╭─ Listed entries

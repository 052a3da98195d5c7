mod api;
mod console;
mod directory;
mod error;
mod forms;
mod models;
#[cfg(test)]
mod testing;
mod views;

use crate::api::{DEFAULT_BASE_URL, HttpBankApi};
use crate::console::{Console, ConsoleConfig};
use crate::models::Credentials;
use dioxus::prelude::*;
use std::sync::Arc;

#[derive(clap::Parser, Debug)]
#[command(author, version, about, long_about = None)]
struct Args {
    /// Address of the banking backend
    #[arg(long, env = "BANK_CONSOLE_BASE_URL", default_value_t = String::from(DEFAULT_BASE_URL))]
    base_url: String,
    /// Administrator email used to open the session
    #[arg(long, env = "BANK_CONSOLE_EMAIL", default_value_t = String::from("admin@localhost.com"))]
    email: String,
    /// Administrator password used to open the session
    #[arg(long, env = "BANK_CONSOLE_PASSWORD", default_value_t = String::from("adminpassword"), hide_default_value = true)]
    password: String,
}

impl From<Args> for ConsoleConfig {
    fn from(args: Args) -> Self {
        ConsoleConfig {
            base_url: args.base_url,
            credentials: Credentials {
                email: args.email,
                password: args.password,
            },
        }
    }
}

fn main() -> Result<(), Box<dyn std::error::Error>> {
    use clap::Parser;

    env_logger::init();

    let config: ConsoleConfig = Args::parse().into();
    let api = HttpBankApi::new(&config.base_url)?;
    log::info!("Bank console talking to {}", api.base_url());

    let console = Console::new(Arc::new(api), config.credentials);

    dioxus::LaunchBuilder::new()
        .with_context(console)
        .launch(App);
    Ok(())
}

#[component]
fn App() -> Element {
    let console = use_context::<Console>();

    rsx! {
        views::Users { console }
    }
}
use super::dispatch;
use crate::console::Console;
use crate::forms::{AccountDraft, TransactionDraft, TransactionKind, UserDraft};
use crate::models::{NewAccount, NewUser};
use dioxus::prelude::*;

#[component]
pub fn UserCreationForm(console: Console, on_close: EventHandler<()>) -> Element {
    let mut draft = use_signal(UserDraft::default);

    rsx! {
        form {
            onsubmit: move |event: FormEvent| {
                event.prevent_default();
                let console = console.clone();
                let user: NewUser = draft.read().clone().into();
                dispatch(async move { console.register_user(user).await });
                on_close.call(());
            },
            h3 { "Create User" }
            label {
                "Name:"
                input {
                    r#type: "text",
                    name: "name",
                    value: "{draft.read().name}",
                    oninput: move |event| draft.write().name = event.value(),
                }
            }
            label {
                "Email:"
                input {
                    r#type: "email",
                    name: "email",
                    value: "{draft.read().email}",
                    oninput: move |event| draft.write().email = event.value(),
                }
            }
            label {
                "Phone:"
                input {
                    r#type: "text",
                    name: "phone",
                    value: "{draft.read().phone}",
                    oninput: move |event| draft.write().phone = event.value(),
                }
            }
            label {
                "Password:"
                input {
                    r#type: "password",
                    name: "password",
                    value: "{draft.read().password}",
                    oninput: move |event| draft.write().password = event.value(),
                }
            }
            label {
                "Admin:"
                input {
                    r#type: "checkbox",
                    name: "isAdmin",
                    checked: draft.read().is_admin,
                    onchange: move |_| {
                        let mut user = draft.write();
                        user.is_admin = !user.is_admin;
                    },
                }
            }
            button { r#type: "submit", "Create User" }
            button { r#type: "button", onclick: move |_| on_close.call(()), "Cancel" }
        }
    }
}

#[component]
pub fn BankAccountCreationForm(console: Console, on_close: EventHandler<()>) -> Element {
    let mut draft = use_signal(AccountDraft::default);

    rsx! {
        form {
            onsubmit: move |event: FormEvent| {
                event.prevent_default();
                let console = console.clone();
                let account: NewAccount = draft.read().clone().into();
                dispatch(async move { console.create_bank_account(account).await });
                on_close.call(());
            },
            h3 { "Create Bank Account" }
            label {
                "Account Type:"
                input {
                    r#type: "text",
                    name: "accountType",
                    value: "{draft.read().account_type}",
                    oninput: move |event| draft.write().account_type = event.value(),
                }
            }
            label {
                "Email:"
                input {
                    r#type: "email",
                    name: "email",
                    value: "{draft.read().email}",
                    oninput: move |event| draft.write().email = event.value(),
                }
            }
            button { r#type: "submit", "Create Account" }
            button { r#type: "button", onclick: move |_| on_close.call(()), "Cancel" }
        }
    }
}

/// Deposit, withdrawal or transfer; the destination field only shows for transfers
#[component]
pub fn TransactionForm(console: Console, on_close: EventHandler<()>) -> Element {
    let mut draft = use_signal(TransactionDraft::default);
    let selected = draft.read().kind;

    rsx! {
        form {
            onsubmit: move |event: FormEvent| {
                event.prevent_default();
                match draft.read().to_command() {
                    Ok(command) => {
                        let console = console.clone();
                        dispatch(async move { command.execute(&console).await });
                    }
                    Err(e) => console.report_error(e),
                }
                on_close.call(());
            },
            h3 { "Create Transaction" }
            label {
                "Transaction Type:"
                select {
                    name: "transactionType",
                    value: selected.value(),
                    onchange: move |event| {
                        if let Some(kind) = TransactionKind::from_value(&event.value()) {
                            draft.write().kind = kind;
                        }
                    },
                    for kind in TransactionKind::ALL {
                        option {
                            value: kind.value(),
                            selected: kind == selected,
                            "{kind.label()}"
                        }
                    }
                }
            }
            label {
                "Account Number:"
                input {
                    r#type: "text",
                    name: "accountNumber",
                    value: "{draft.read().account_number}",
                    oninput: move |event| draft.write().account_number = event.value(),
                }
            }
            label {
                "Amount:"
                input {
                    r#type: "number",
                    name: "amount",
                    step: "0.01",
                    value: "{draft.read().amount}",
                    oninput: move |event| draft.write().amount = event.value(),
                }
            }
            if draft.read().requires_destination() {
                label {
                    "To Account Number:"
                    input {
                        r#type: "text",
                        name: "toAccountNumber",
                        value: "{draft.read().to_account_number}",
                        oninput: move |event| draft.write().to_account_number = event.value(),
                    }
                }
            }
            button { r#type: "submit", "Submit" }
            button { r#type: "button", onclick: move |_| on_close.call(()), "Cancel" }
        }
    }
}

╰─

* Work instruction: Output the data in full, please, exactly as written.

* Your response:
repository 052a3da98195d5c7
mod api;
mod console;
mod directory;
mod error;
mod forms;
mod models;
#[cfg(test)]
mod testing;
mod views;

use crate::api::{DEFAULT_BASE_URL, HttpBankApi};
use crate::console::{Console, ConsoleConfig};
use crate::models::Credentials;
use dioxus::prelude::*;
use std::sync::Arc;

#[derive(clap::Parser, Debug)]
#[command(author, version, about, long_about = None)]
struct Args {
    /// Address of the banking backend
    #[arg(long, env = "BANK_CONSOLE_BASE_URL", default_value_t = String::from(DEFAULT_BASE_URL))]
    base_url: String,
    /// Administrator email used to open the session
    #[arg(long, env = "BANK_CONSOLE_EMAIL", default_value_t = String::from("admin@localhost.com"))]
    email: String,
    /// Administrator password used to open the session
    #[arg(long, env = "BANK_CONSOLE_PASSWORD", default_value_t = String::from("adminpassword"), hide_default_value = true)]
    password: String,
}

impl From<Args> for ConsoleConfig {
    fn from(args: Args) -> Self {
        ConsoleConfig {
            base_url: args.base_url,
            credentials: Credentials {
                email: args.email,
                password: args.password,
            },
        }
    }
}

fn main() -> Result<(), Box<dyn std::error::Error>> {
    use clap::Parser;

    env_logger::init();

    let config: ConsoleConfig = Args::parse().into();
    let api = HttpBankApi::new(&config.base_url)?;
    log::info!("Bank console talking to {}", api.base_url());

    let console = Console::new(Arc::new(api), config.credentials);

    dioxus::LaunchBuilder::new()
        .with_context(console)
        .launch(App);
    Ok(())
}

#[component]
fn App() -> Element {
    let console = use_context::<Console>();

    rsx! {
        views::Users { console }
    }
}
use super::dispatch;
use crate::console::Console;
use crate::forms::{AccountDraft, TransactionDraft, TransactionKind, UserDraft};
use crate::models::{NewAccount, NewUser};
use dioxus::prelude::*;

#[component]
pub fn UserCreationForm(console: Console, on_close: EventHandler<()>) -> Element {
    let mut draft = use_signal(UserDraft::default);

    rsx! {
        form {
            onsubmit: move |event: FormEvent| {
                event.prevent_default();
                let console = console.clone();
                let user: NewUser = draft.read().clone().into();
                dispatch(async move { console.register_user(user).await });
                on_close.call(());
            },
            h3 { "Create User" }
            label {
                "Name:"
                input {
                    r#type: "text",
                    name: "name",
                    value: "{draft.read().name}",
                    oninput: move |event| draft.write().name = event.value(),
                }
            }
            label {
                "Email:"
                input {
                    r#type: "email",
                    name: "email",
                    value: "{draft.read().email}",
                    oninput: move |event| draft.write().email = event.value(),
                }
            }
            label {
                "Phone:"
                input {
                    r#type: "text",
                    name: "phone",
                    value: "{draft.read().phone}",
                    oninput: move |event| draft.write().phone = event.value(),
                }
            }
            label {
                "Password:"
                input {
                    r#type: "password",
                    name: "password",
                    value: "{draft.read().password}",
                    oninput: move |event| draft.write().password = event.value(),
                }
            }
            label {
                "Admin:"
                input {
                    r#type: "checkbox",
                    name: "isAdmin",
                    checked: draft.read().is_admin,
                    onchange: move |_| {
                        let mut user = draft.write();
                        user.is_admin = !user.is_admin;
                    },
                }
            }
            button { r#type: "submit", "Create User" }
            button { r#type: "button", onclick: move |_| on_close.call(()), "Cancel" }
        }
    }
}

#[component]
pub fn BankAccountCreationForm(console: Console, on_close: EventHandler<()>) -> Element {
    let mut draft = use_signal(AccountDraft::default);

    rsx! {
        form {
            onsubmit: move |event: FormEvent| {
                event.prevent_default();
                let console = console.clone();
                let account: NewAccount = draft.read().clone().into();
                dispatch(async move { console.create_bank_account(account).await });
                on_close.call(());
            },
            h3 { "Create Bank Account" }
            label {
                "Account Type:"
                input {
                    r#type: "text",
                    name: "accountType",
                    value: "{draft.read().account_type}",
                    oninput: move |event| draft.write().account_type = event.value(),
                }
            }
            label {
                "Email:"
                input {
                    r#type: "email",
                    name: "email",
                    value: "{draft.read().email}",
                    oninput: move |event| draft.write().email = event.value(),
                }
            }
            button { r#type: "submit", "Create Account" }
            button { r#type: "button", onclick: move |_| on_close.call(()), "Cancel" }
        }
    }
}

/// Deposit, withdrawal or transfer; the destination field only shows for transfers
#[component]
pub fn TransactionForm(console: Console, on_close: EventHandler<()>) -> Element {
    let mut draft = use_signal(TransactionDraft::default);
    let selected = draft.read().kind;

    rsx! {
        form {
            onsubmit: move |event: FormEvent| {
                event.prevent_default();
                match draft.read().to_command() {
                    Ok(command) => {
                        let console = console.clone();
                        dispatch(async move { command.execute(&console).await });
                    }
                    Err(e) => console.report_error(e),
                }
                on_close.call(());
            },
            h3 { "Create Transaction" }
            label {
                "Transaction Type:"
                select {
                    name: "transactionType",
                    value: selected.value(),
                    onchange: move |event| {
                        if let Some(kind) = TransactionKind::from_value(&event.value()) {
                            draft.write().kind = kind;
                        }
                    },
                    for kind in TransactionKind::ALL {
                        option {
                            value: kind.value(),
                            selected: kind == selected,
                            "{kind.label()}"
                        }
                    }
                }
            }
            label {
                "Account Number:"
                input {
                    r#type: "text",
                    name: "accountNumber",
                    value: "{draft.read().account_number}",
                    oninput: move |event| draft.write().account_number = event.value(),
                }
            }
            label {
                "Amount:"
                input {
                    r#type: "number",
                    name: "amount",
                    step: "0.01",
                    value: "{draft.read().amount}",
                    oninput: move |event| draft.write().amount = event.value(),
                }
            }
            if draft.read().requires_destination() {
                label {
                    "To Account Number:"
                    input {
                        r#type: "text",
                        name: "toAccountNumber",
                        value: "{draft.read().to_account_number}",
                        oninput: move |event| draft.write().to_account_number = event.value(),
                    }
                }
            }
            button { r#type: "submit", "Submit" }
            button { r#type: "button", onclick: move |_| on_close.call(()), "Cancel" }
        }
    }
}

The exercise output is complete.